Figure 8. Phenotype assessment of the double deletion strain. (a) The simultaneous deletion of UMAG_11064 and UMAG_11065 does not affect virulence. Maize seedlings were infected with the indicated strains. Disease symptoms were scored at 12 dpi according to Kämper et al. (2006) using the color code depicted on the right. Colors reflect the degree of severity, from brown-red (severe) to light yellow (mild). Data represent mean of n = 3 biologically independent experiments. Total numbers of infected plants are indicated above the respective columns. (b) Stress assay of the double deletion strain (Δ11064Δ11065), lacking both genes UMAG_11064 and UMAG_11065, compared to the parental SG200 strain. Assays were repeated at least three times with comparable results
The codon usage and GC content of the UMAG_11064 gene, as well as its similarity to known mitochondrial HEGs, point at a recent transfer into the nuclear genome of U. maydis. Moreover, the precursor of this gene is absent from the mitochondrial genome of this species. Two possible scenarios can explain this pattern, which we detail below.

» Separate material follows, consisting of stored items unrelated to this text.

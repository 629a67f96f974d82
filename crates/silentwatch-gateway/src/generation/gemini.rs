//! Gemini REST client (`models/{model}:generateContent`).

use std::time::Duration;

use async_trait::async_trait;
use serde::{Deserialize, Serialize};
use tracing::debug;

use silentwatch_core::error::{GenerationError, Result, SilentWatchError};
use silentwatch_core::Prompt;

use super::TextGenerator;
use crate::config::GeminiSection;

const API_KEY_HEADER: &str = "x-goog-api-key";

/// Raw HTTPS text generator. One POST per call, no retries.
pub struct GeminiGenerator {
    http: reqwest::Client,
    url: String,
    api_key: String,
}

impl GeminiGenerator {
    pub fn new(cfg: &GeminiSection, api_key: String) -> Result<Self> {
        let http = reqwest::Client::builder()
            .timeout(Duration::from_millis(cfg.timeout_ms))
            .build()
            .map_err(|e| SilentWatchError::Internal(format!("http client build failed: {e}")))?;

        let model = cfg.model.trim().trim_start_matches("models/");
        let url = format!(
            "{}/v1beta/models/{}:generateContent",
            cfg.endpoint.trim_end_matches('/'),
            model
        );

        Ok(Self { http, url, api_key })
    }

    pub fn url(&self) -> &str {
        &self.url
    }
}

#[derive(Serialize)]
struct GenerateRequest<'a> {
    contents: [RequestContent<'a>; 1],
}

#[derive(Serialize)]
struct RequestContent<'a> {
    parts: [RequestPart<'a>; 1],
}

#[derive(Serialize)]
struct RequestPart<'a> {
    text: &'a str,
}

#[derive(Debug, Deserialize)]
struct GenerateResponse {
    #[serde(default)]
    candidates: Vec<Candidate>,
}

#[derive(Debug, Deserialize)]
struct Candidate {
    content: Option<CandidateContent>,
}

#[derive(Debug, Deserialize)]
struct CandidateContent {
    #[serde(default)]
    parts: Vec<ResponsePart>,
}

#[derive(Debug, Deserialize)]
struct ResponsePart {
    text: Option<String>,
}

impl GenerateResponse {
    fn first_text(self) -> std::result::Result<String, GenerationError> {
        self.candidates
            .into_iter()
            .next()
            .ok_or_else(|| GenerationError::Malformed("response contained no candidates".into()))?
            .content
            .and_then(|c| c.parts.into_iter().next())
            .and_then(|p| p.text)
            .ok_or_else(|| GenerationError::Malformed("first candidate has no text part".into()))
    }
}

#[async_trait]
impl TextGenerator for GeminiGenerator {
    fn name(&self) -> &'static str {
        "gemini"
    }

    async fn generate(&self, prompt: &Prompt) -> std::result::Result<String, GenerationError> {
        let body = GenerateRequest {
            contents: [RequestContent { parts: [RequestPart { text: prompt.as_str() }] }],
        };

        let response = self
            .http
            .post(&self.url)
            .header(API_KEY_HEADER, &self.api_key)
            .json(&body)
            .send()
            .await
            .map_err(|e| GenerationError::Transport(e.to_string()))?;

        let status = response.status();
        debug!(status = status.as_u16(), "received Gemini response");

        if !status.is_success() {
            return Err(GenerationError::from_status(status.as_u16()));
        }

        let parsed: GenerateResponse = response
            .json()
            .await
            .map_err(|e| GenerationError::Malformed(format!("failed to parse response: {e}")))?;

        parsed.first_text()
    }
}

#[cfg(test)]
mod tests {
    use serde_json::json;
    use silentwatch_core::Observation;
    use wiremock::matchers::{body_json, header, method, path};
    use wiremock::{Mock, MockServer, ResponseTemplate};

    use super::*;

    const GENERATE_PATH: &str = "/v1beta/models/gemini-1.5-flash:generateContent";

    fn generator(endpoint: String) -> GeminiGenerator {
        let cfg = GeminiSection { endpoint, timeout_ms: 2000, ..Default::default() };
        GeminiGenerator::new(&cfg, "test-key".into()).expect("client")
    }

    fn prompt() -> Prompt {
        Prompt::for_observation(&Observation::new(700, 0.65, true))
    }

    #[test]
    fn url_strips_models_prefix_and_trailing_slash() {
        let cfg = GeminiSection {
            endpoint: "https://example.test/".into(),
            model: "models/gemini-1.0-pro".into(),
            ..Default::default()
        };
        let g = GeminiGenerator::new(&cfg, "k".into()).expect("client");
        assert_eq!(g.url(), "https://example.test/v1beta/models/gemini-1.0-pro:generateContent");
    }

    #[tokio::test]
    async fn sends_prompt_and_returns_first_candidate() {
        let server = MockServer::start().await;
        let p = prompt();

        Mock::given(method("POST"))
            .and(path(GENERATE_PATH))
            .and(header("x-goog-api-key", "test-key"))
            .and(body_json(json!({ "contents": [{ "parts": [{ "text": p.as_str() }] }] })))
            .respond_with(ResponseTemplate::new(200).set_body_json(json!({
                "candidates": [
                    { "content": { "parts": [{ "text": "Latency is 3x baseline." }] } },
                    { "content": { "parts": [{ "text": "second" }] } }
                ]
            })))
            .expect(1)
            .mount(&server)
            .await;

        let text = generator(server.uri()).generate(&p).await.expect("generate");
        assert_eq!(text, "Latency is 3x baseline.");
    }

    #[tokio::test]
    async fn maps_error_statuses() {
        for (status, expected) in [
            (429u16, GenerationError::RateLimited),
            (404, GenerationError::NotFound),
            (500, GenerationError::Status(500)),
            (403, GenerationError::Status(403)),
        ] {
            let server = MockServer::start().await;
            Mock::given(method("POST"))
                .and(path(GENERATE_PATH))
                .respond_with(ResponseTemplate::new(status))
                .expect(1)
                .mount(&server)
                .await;

            let err = generator(server.uri()).generate(&prompt()).await.expect_err("must fail");
            assert_eq!(err, expected, "status {status}");
        }
    }

    #[tokio::test]
    async fn malformed_body_is_reported() {
        let server = MockServer::start().await;
        Mock::given(method("POST"))
            .respond_with(ResponseTemplate::new(200).set_body_json(json!({ "candidates": [] })))
            .mount(&server)
            .await;

        let err = generator(server.uri()).generate(&prompt()).await.expect_err("must fail");
        assert!(matches!(err, GenerationError::Malformed(_)));

        let server = MockServer::start().await;
        Mock::given(method("POST"))
            .respond_with(ResponseTemplate::new(200).set_body_string("not json"))
            .mount(&server)
            .await;

        let err = generator(server.uri()).generate(&prompt()).await.expect_err("must fail");
        assert!(matches!(err, GenerationError::Malformed(_)));
    }

    #[tokio::test]
    async fn connection_refused_is_transport_error() {
        // Bind then drop to get a port with nothing listening.
        let listener = std::net::TcpListener::bind("127.0.0.1:0").expect("bind");
        let addr = listener.local_addr().expect("addr");
        drop(listener);

        let err = generator(format!("http://{addr}")).generate(&prompt()).await.expect_err("must fail");
        assert!(matches!(err, GenerationError::Transport(_)));
    }
}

The first scenario involves a transfer of the gene to the nuclear genome followed by a loss of the mitochondrial copy (Figure 9). Under this scenario, the mitochondrial HEG was present in the U. maydis ancestor. Two evolutionary events are invoked: the insertion of the HEG into the nuclear genome, on the one hand, creating a HEG+ genotype at the nuclear locus (designated [HEG+]nuc), and the loss of the mitochondrial copy, creating a HEG− genotype at the mitochondrial locus (designated [HEG−]mit). These two events may have happened at distinct time points, but, under this scenario, the former cannot have happened after the fixation of the [HEG−]mit genotype in the population. The [HEG+]nuc/ [HEG−]mit genotype could be generated by a cross between two individuals, one [HEG+]nuc and the other [HEG−]mit, given that mitochondria are uniparentally inherited in U. maydis (Basse, 2010). Importantly, the segregation of the [HEG+]nuc and [HEG−]mit variants could be purely neutral and driven by genetic drift only. In case the [HEG−]nuc allele contained a recognition sequence of the HE, the [HEG+]nuc allele may have initially benefited from a genetic drive effect. Any putative selective advantage/disadvantage of the [HEG+]nuc or [HEG−]mit alleles may have favored their fixation, or on the contrary, acted against it.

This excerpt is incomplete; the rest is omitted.